In other words, the website of the Patent Office was indeed accurate and Genentech had indeed failed to pay the renewal fees. The Patent Office however appears to be ready to accept the renewal fees from Genentech until November 3, 2013 under Rule 80. However I doubt whether companies like Glenmark and Mylan are going to give Genentech a walkover in this regard.
It is possible to argue that the request for extension in time required, to pay, the renewal fees under Section 53(2) read with Rule 80(1A) can be made only before the expiry of the last date for renewal, which in this case was May 3, 2013. Since the rule uses the word “extension” as opposed to condonation or restoration, it implies that the right should be applied for before the proposed deadline rather than after the deadline, in which case the right has to be “restored” or the delay has to be “condoned”. You can’t “extend” a right which has already been extinguished. In other words Genentech should have applied before the May 3, 2013 deadline for an extension and if granted such an extension by the Patent Office, it could have paid the renewal fees even after May 3, 2013.
An application under Rule 80 is an affair between the Patent Office and the patentee – Glenmark and Mylan, which want the patent struck off the register will have little opportunity to intervene directly, although they could rake up the issue in a High Court at a later stage.

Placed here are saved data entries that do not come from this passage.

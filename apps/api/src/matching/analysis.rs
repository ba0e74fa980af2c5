//! Short investment-attraction analysis of one company.
//!
//! The LLM answer is normalized field by field; anything blank or unreadable
//! is taken from `generate_local_analysis`, which also stands in whole when
//! the call fails.

use serde::Serialize;
use serde_json::Value;
use tracing::{info, warn};

use crate::errors::AppError;
use crate::llm_client::prompts::system_prompt;
use crate::llm_client::LlmClient;
use crate::matching::keywords::{has_top_investor, GROWTH_EARLY, GROWTH_FAST, GROWTH_MATURE};
use crate::matching::prompts::{analyze_company_tool, ANALYSIS_PROMPT_TEMPLATE, ANALYSIS_ROLE};
use crate::matching::scoring::to_prompt_json;
use crate::models::company::{Company, CompanyAnalysis, Recommendation};
use crate::models::Source;
use crate::normalize::{get_any, payload_value, sentence_list, string_field};

#[derive(Debug, Clone, Serialize)]
pub struct AnalysisResult {
    pub analysis: CompanyAnalysis,
    pub source: Source,
}

pub async fn analyze_company(
    requirement_text: &str,
    company: &Company,
    llm: &LlmClient,
) -> AnalysisResult {
    let local = generate_local_analysis(company);

    let value = match request_analysis(requirement_text, company, llm).await {
        Ok(value) => value,
        Err(e) => {
            warn!("Company analysis for {} failed, using local analysis: {e}", company.name);
            return AnalysisResult {
                analysis: local,
                source: Source::Heuristic,
            };
        }
    };

    let (analysis, backfilled) = analysis_from_value(&value, &local);
    let source = if backfilled { Source::Merged } else { Source::Llm };
    info!("Analyzed {} ({:?})", company.name, source);
    AnalysisResult { analysis, source }
}

async fn request_analysis(
    requirement_text: &str,
    company: &Company,
    llm: &LlmClient,
) -> Result<Value, AppError> {
    let prompt = ANALYSIS_PROMPT_TEMPLATE
        .replace("{requirement_text}", requirement_text)
        .replace("{company_json}", &to_prompt_json(company)?);
    let completion = llm
        .call_tool(&system_prompt(ANALYSIS_ROLE), &prompt, &analyze_company_tool())
        .await?;
    payload_value(&completion.payload)
        .map_err(|e| AppError::Llm(format!("Company analysis failed: {e}")))
}

/// Normalizes an `analyze_company` payload. Returns `true` when any field came from `local`.
pub fn analysis_from_value(value: &Value, local: &CompanyAnalysis) -> (CompanyAnalysis, bool) {
    let mut backfilled = false;

    let mut list_or_local = |items: Vec<String>, fallback: &[String]| {
        if items.is_empty() {
            backfilled = true;
            fallback.to_vec()
        } else {
            items
        }
    };
    let match_points = list_or_local(
        sentence_list(get_any(value, &["alignment_rationale", "match_points", "matchPoints"])),
        &local.match_points,
    );
    let risks = list_or_local(sentence_list(value.get("risks")), &local.risks);

    let mut text_or_local = |text: String, fallback: &str| {
        if text.is_empty() {
            backfilled = true;
            fallback.to_string()
        } else {
            text
        }
    };
    let suitable_venue = text_or_local(
        string_field(get_any(value, &["venue_recommendation", "suitable_venue", "suitableVenue"])),
        &local.suitable_venue,
    );
    let recommendation_reason = text_or_local(
        string_field(get_any(
            value,
            &["recommendation_rationale", "recommendation_reason", "recommendationReason"],
        )),
        &local.recommendation_reason,
    );

    let recommendation = match Recommendation::from_loose(&string_field(value.get("recommendation")))
    {
        Some(r) => r,
        None => {
            backfilled = true;
            local.recommendation
        }
    };

    (
        CompanyAnalysis {
            match_points,
            risks,
            suitable_venue,
            recommendation,
            recommendation_reason,
        },
        backfilled,
    )
}

/// Venue by exact industry, first rule wins. Narrower than `IndustryFamily`:
/// plain 医疗 and 人工智能 fall through to the default.
const VENUE_RULES: [(&[&str], &str); 3] = [
    (
        &["智能制造", "机器人", "新能源", "新材料"],
        "适合入驻产业园区或智能制造基地，需考虑生产厂房需求",
    ),
    (
        &["生物医药", "医疗健康", "基因"],
        "适合入驻生物医药产业园或研发型载体，需配套实验室设施",
    ),
    (
        &["AI", "云计算", "大数据", "SaaS"],
        "适合入驻科技创新园区或甲级写字楼，侧重办公研发空间",
    ),
];

const DEFAULT_VENUE: &str = "建议根据企业实际业务需求匹配合适的产业载体";

/// Canned analysis from the company record alone.
pub fn generate_local_analysis(company: &Company) -> CompanyAnalysis {
    let top_investor = has_top_investor(&company.investors);

    let mut match_points = Vec::new();
    if company.growth_stage == GROWTH_FAST {
        match_points.push("公司处于快速增长阶段，发展势头良好".to_string());
    }
    if top_investor {
        let names: Vec<&str> = company.investors.iter().take(2).map(String::as_str).collect();
        match_points.push(format!("获得头部投资机构背书（{}）", names.join("、")));
    }
    if !company.tags.is_empty() {
        let tags: Vec<&str> = company.tags.iter().take(2).map(String::as_str).collect();
        match_points.push(format!("具备差异化优势：{}", tags.join("、")));
    }
    if match_points.is_empty() {
        match_points.push(format!("在{}赛道有明确定位", company.track));
        match_points.push(format!("已完成{}融资，具备一定资金实力", company.last_round));
    }

    let mut risks = Vec::new();
    if company.growth_stage == GROWTH_EARLY {
        risks.push("公司处于早期阶段，商业模式尚未完全验证".to_string());
    } else if company.last_round.contains("天使") || company.last_round.contains("Pre") {
        risks.push("融资轮次较早，后续融资存在不确定性".to_string());
    }
    if company
        .tags
        .iter()
        .any(|t| t.contains("临床") || t.contains("试验"))
    {
        risks.push("产品处于研发/试验阶段，商业化周期较长".to_string());
    }
    if risks.is_empty() {
        risks.push("需关注行业竞争态势及市场变化".to_string());
    }

    let suitable_venue = VENUE_RULES
        .iter()
        .find(|(industries, _)| company.industry.iter().any(|i| industries.contains(&i.as_str())))
        .map(|(_, venue)| *venue)
        .unwrap_or(DEFAULT_VENUE);

    let (recommendation, reason) = if company.growth_stage == GROWTH_FAST && top_investor {
        (
            Recommendation::Recommended,
            "公司发展势头良好，获头部资本认可，是优质招商目标",
        )
    } else if company.growth_stage == GROWTH_MATURE {
        (
            Recommendation::Recommended,
            "公司已进入成熟期，业务稳定，适合作为园区标杆企业引进",
        )
    } else if company.growth_stage == GROWTH_EARLY {
        (
            Recommendation::Cautious,
            "公司处于早期阶段，建议持续跟踪发展情况后再做决策",
        )
    } else {
        (
            Recommendation::Recommended,
            "综合评估符合招商需求，建议进一步对接洽谈",
        )
    };

    CompanyAnalysis {
        match_points,
        risks,
        suitable_venue: suitable_venue.to_string(),
        recommendation,
        recommendation_reason: reason.to_string(),
    }
}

Assuming that the Rule 80 route fails, the Patentee still has the option to file an application under Section 60 for “restoration of a lapsed patent”. Such restorations are long drawn affairs since the Patent Office has to advertise the restoration application and any interested party can oppose the restoration of the application. More importantly, the patentee has to be able to give the Patent Office a good enough reason to allow the restoration application – a mere ‘Oops! I forgot’ isn’t going to do the trick.
It is not going to help Genentech’s case that the Government of India is looking for ways to over-ride its patent due to public health concerns. By not paying up on time, Genentech has left the door wide open for the Government of India to exert pressure on the Patent Office to not consider any renewal or extension in the payment of renewal fees. Since the patent was otherwise valid till 2019, this mistake on Genentech’s part is going to cost it, an average of Rs. 150 crores every year (this drug earned Roche/Genentech Rs. 127 crores last year) and with a cancer drug this figure will keep climbing) – which means that over the next six years Genentech could lose approximately Rs. 800-900 crores – this is of course presuming that a biosimilar can enter the market without infringing any other patents owned by Genentech – the renewal fee charged by the patent office for the 15th year is approximately Rs. 12,000.